ヤマト運輸で宅配ドライバーとして働いていた46歳の男性は、上司からの叱責(しっせき)に悩んでうつ病を発症し、自ら命を絶ったとして、昨年労災が認められた。

2015年1月28日、ヤマト運輸の長野県内の営業所で宅配ドライバーをしていた男性が行方不明になり、6日後に県内で遺体で見つかった。

「25年もヤマトで働いて頑張ってきたのに、俺のやってきたことは何だったんだろう」。失踪の前日、男性は妻に涙目でそう繰り返したという。

 14年5月10日と同12日、男性は妻の助言を受けてセンター長との会話をスマートフォンで録音していた。

「俺マジいらないコイツ、殺してえなホントに」「小学生以下だお前は。クソ。クソだ」 「どこでも空いてるセンターへ行け」 「引きずり殺してやろうかと思った」。

罵声は約2時間も続いたという。

 「本当に役に立たねえ」 「バカなんだよコイツ。それがむかつくんすよ」 「ここまでクズだと思ってもなかった」 「俺の気に障るようなことが起きたら、その場でたたき殺すぞ」

センター長の上司にあたる「支店長」も同席していた。録音内容からは、支店長がセンター長の叱責を制止しようとした形跡は確認できなかった。

支店長は男性に「まあ逃げ道ねえっすからと思って、やるしかないと思うんですよね」などと話したという。

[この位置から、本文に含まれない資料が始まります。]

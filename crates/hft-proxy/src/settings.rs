//! Proxy settings: TOML file + CLI overrides.
//!
//! Everything here tunes the runtime; the forwarding rules themselves live in
//! the rule file (see [`hft_core::rules`]).

use hft_core::control::{DEFAULT_BASE_PORT, DEFAULT_CONTROL_PORT};
use hft_core::{HftError, HftResult};
use serde::Deserialize;
use std::net::IpAddr;
use std::path::{Path, PathBuf};
use std::time::Duration;

/// Top-level settings file structure.
#[derive(Debug, Clone, Default, Deserialize)]
pub struct SettingsFile {
    #[serde(default)]
    pub proxy: ProxySection,
    #[serde(default)]
    pub relay: RelaySection,
    #[serde(default)]
    pub control: ControlSection,
    #[serde(default)]
    pub log: LogSection,
}

/// `[proxy]` section.
#[derive(Debug, Clone, Deserialize)]
pub struct ProxySection {
    /// Address every rule's listening socket binds to.
    #[serde(default = "default_listen_addr")]
    pub listen_addr: IpAddr,
    /// Rule file loaded at startup.
    #[serde(default)]
    pub rules: Option<String>,
}

impl Default for ProxySection {
    fn default() -> Self {
        Self {
            listen_addr: default_listen_addr(),
            rules: None,
        }
    }
}

/// `[relay]` section.
#[derive(Debug, Clone, Deserialize)]
pub struct RelaySection {
    #[serde(default = "default_buffer_size")]
    pub buffer_size: usize,
    #[serde(default = "default_connect_timeout_ms")]
    pub connect_timeout_ms: u64,
    /// 0 means unbounded.
    #[serde(default = "default_max_sessions_per_rule")]
    pub max_sessions_per_rule: usize,
}

impl Default for RelaySection {
    fn default() -> Self {
        Self {
            buffer_size: default_buffer_size(),
            connect_timeout_ms: default_connect_timeout_ms(),
            max_sessions_per_rule: default_max_sessions_per_rule(),
        }
    }
}

/// `[control]` section.
#[derive(Debug, Clone, Deserialize)]
pub struct ControlSection {
    /// Defaults to every interface so remote desks can request ports; set
    /// `127.0.0.1` to keep the control plane local.
    #[serde(default = "default_control_bind")]
    pub bind_addr: IpAddr,
    #[serde(default = "default_control_port")]
    pub port: u16,
    #[serde(default = "default_base_port")]
    pub base_port: u16,
    #[serde(default = "default_request_timeout_ms")]
    pub request_timeout_ms: u64,
}

impl Default for ControlSection {
    fn default() -> Self {
        Self {
            bind_addr: default_control_bind(),
            port: default_control_port(),
            base_port: default_base_port(),
            request_timeout_ms: default_request_timeout_ms(),
        }
    }
}

/// `[log]` section.
#[derive(Debug, Clone, Default, Deserialize)]
pub struct LogSection {
    /// When set, logs are also written to a daily-rolling file here.
    #[serde(default)]
    pub directory: Option<String>,
}

fn default_listen_addr() -> IpAddr {
    IpAddr::from([127, 0, 0, 1])
}
fn default_control_bind() -> IpAddr {
    IpAddr::from([0, 0, 0, 0])
}
fn default_buffer_size() -> usize {
    8192
}
fn default_connect_timeout_ms() -> u64 {
    10_000
}
fn default_max_sessions_per_rule() -> usize {
    1024
}
fn default_control_port() -> u16 {
    DEFAULT_CONTROL_PORT
}
fn default_base_port() -> u16 {
    DEFAULT_BASE_PORT
}
fn default_request_timeout_ms() -> u64 {
    5_000
}

/// Relay tuning handed to every listener and session.
#[derive(Debug, Clone, Copy)]
pub struct RelayTuning {
    /// Copy-loop buffer size. Smaller buffers add less latency per hop at
    /// the cost of more syscalls.
    pub buffer_size: usize,
    pub connect_timeout: Duration,
    /// `None` means unbounded.
    pub max_sessions_per_rule: Option<usize>,
}

impl Default for RelayTuning {
    fn default() -> Self {
        let relay = RelaySection::default();
        Self {
            buffer_size: relay.buffer_size,
            connect_timeout: Duration::from_millis(relay.connect_timeout_ms),
            max_sessions_per_rule: Some(relay.max_sessions_per_rule),
        }
    }
}

/// Command-line values that take precedence over the settings file.
#[derive(Debug, Clone, Default)]
pub struct CliOverrides {
    pub rules: Option<String>,
    pub control_port: Option<u16>,
    pub base_port: Option<u16>,
    pub buffer_size: Option<usize>,
    pub max_sessions_per_rule: Option<usize>,
    pub log_dir: Option<String>,
}

/// Resolved settings (paths expanded, CLI overrides applied).
#[derive(Debug, Clone)]
pub struct ProxySettings {
    pub listen_addr: IpAddr,
    pub rules_path: Option<PathBuf>,
    pub relay: RelayTuning,
    pub control_bind: IpAddr,
    pub control_port: u16,
    pub base_port: u16,
    pub request_timeout: Duration,
    pub log_dir: Option<PathBuf>,
    /// Settings file that was read; `None` when defaults were used.
    pub loaded_from: Option<PathBuf>,
}

impl Default for ProxySettings {
    fn default() -> Self {
        Self::resolve(SettingsFile::default(), CliOverrides::default(), None)
    }
}

impl ProxySettings {
    /// Load settings from a TOML file (defaults when it does not exist), then
    /// apply CLI overrides and validate.
    ///
    /// Runs before logging is initialised, so nothing is logged here; the
    /// caller reports [`loaded_from`](Self::loaded_from) once it is.
    ///
    /// # Errors
    ///
    /// An unreadable or malformed file, or values that fail validation.
    pub fn load(path: Option<&Path>, cli: CliOverrides) -> HftResult<Self> {
        let (file, loaded_from) = match path.map(expand_tilde) {
            Some(expanded) if expanded.exists() => {
                let content = std::fs::read_to_string(&expanded)?;
                let file = toml::from_str::<SettingsFile>(&content)
                    .map_err(|e| HftError::Other(format!("settings parse error: {e}")))?;
                (file, Some(expanded))
            }
            _ => (SettingsFile::default(), None),
        };

        let settings = Self::resolve(file, cli, loaded_from);
        settings.validate()?;
        Ok(settings)
    }

    fn resolve(file: SettingsFile, cli: CliOverrides, loaded_from: Option<PathBuf>) -> Self {
        let rules = cli.rules.or(file.proxy.rules);
        let buffer_size = cli.buffer_size.unwrap_or(file.relay.buffer_size);
        let max_sessions = cli
            .max_sessions_per_rule
            .unwrap_or(file.relay.max_sessions_per_rule);
        let log_dir = cli.log_dir.or(file.log.directory);

        Self {
            listen_addr: file.proxy.listen_addr,
            rules_path: rules.as_deref().map(expand_tilde_str),
            relay: RelayTuning {
                buffer_size,
                connect_timeout: Duration::from_millis(file.relay.connect_timeout_ms),
                max_sessions_per_rule: (max_sessions > 0).then_some(max_sessions),
            },
            control_bind: file.control.bind_addr,
            control_port: cli.control_port.unwrap_or(file.control.port),
            base_port: cli.base_port.unwrap_or(file.control.base_port),
            request_timeout: Duration::from_millis(file.control.request_timeout_ms),
            log_dir: log_dir.as_deref().map(expand_tilde_str),
            loaded_from,
        }
    }

    fn validate(&self) -> HftResult<()> {
        if self.relay.buffer_size == 0 {
            return Err(HftError::Other("relay.buffer_size must be greater than 0".into()));
        }
        if self.base_port == 0 {
            return Err(HftError::Other("control.base_port must be greater than 0".into()));
        }
        if self.relay.connect_timeout.is_zero() {
            return Err(HftError::Other("relay.connect_timeout_ms must be greater than 0".into()));
        }
        if self.request_timeout.is_zero() {
            return Err(HftError::Other("control.request_timeout_ms must be greater than 0".into()));
        }
        Ok(())
    }
}

/// Expand `~` to the user's home directory.
fn expand_tilde(path: &Path) -> PathBuf {
    let s = path.to_string_lossy();
    expand_tilde_str(&s)
}

fn expand_tilde_str(s: &str) -> PathBuf {
    if let Some(rest) = s.strip_prefix("~/") {
        if let Some(home) = dirs::home_dir() {
            return home.join(rest);
        }
    }
    PathBuf::from(s)
}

男性の妻子は今年2月、2年以上にわたるセンター長のパワハラが自殺の原因だとして、会社とセンター長に慰謝料など約9500万円の損害賠償を求めて長野地裁に提訴した。

ヤマトは4月に提出した答弁書で、センター長が強い口調で注意・指導したことは認める一方、こうした指導は仕事上のミスや勤務態度などで男性に原因があった場合だけだったと反論した。

自殺する前の6カ月間は「パワハラなるものが日常的に継続して行われていたとは認められない」と主張。

「センター長の注意・指導が男性を自殺に至らしめるほどのものだったか疑義がある」として請求の棄却を求めている。

ヤマトの広報担当者は「係争中の事案なのでコメントを差し控える」としている。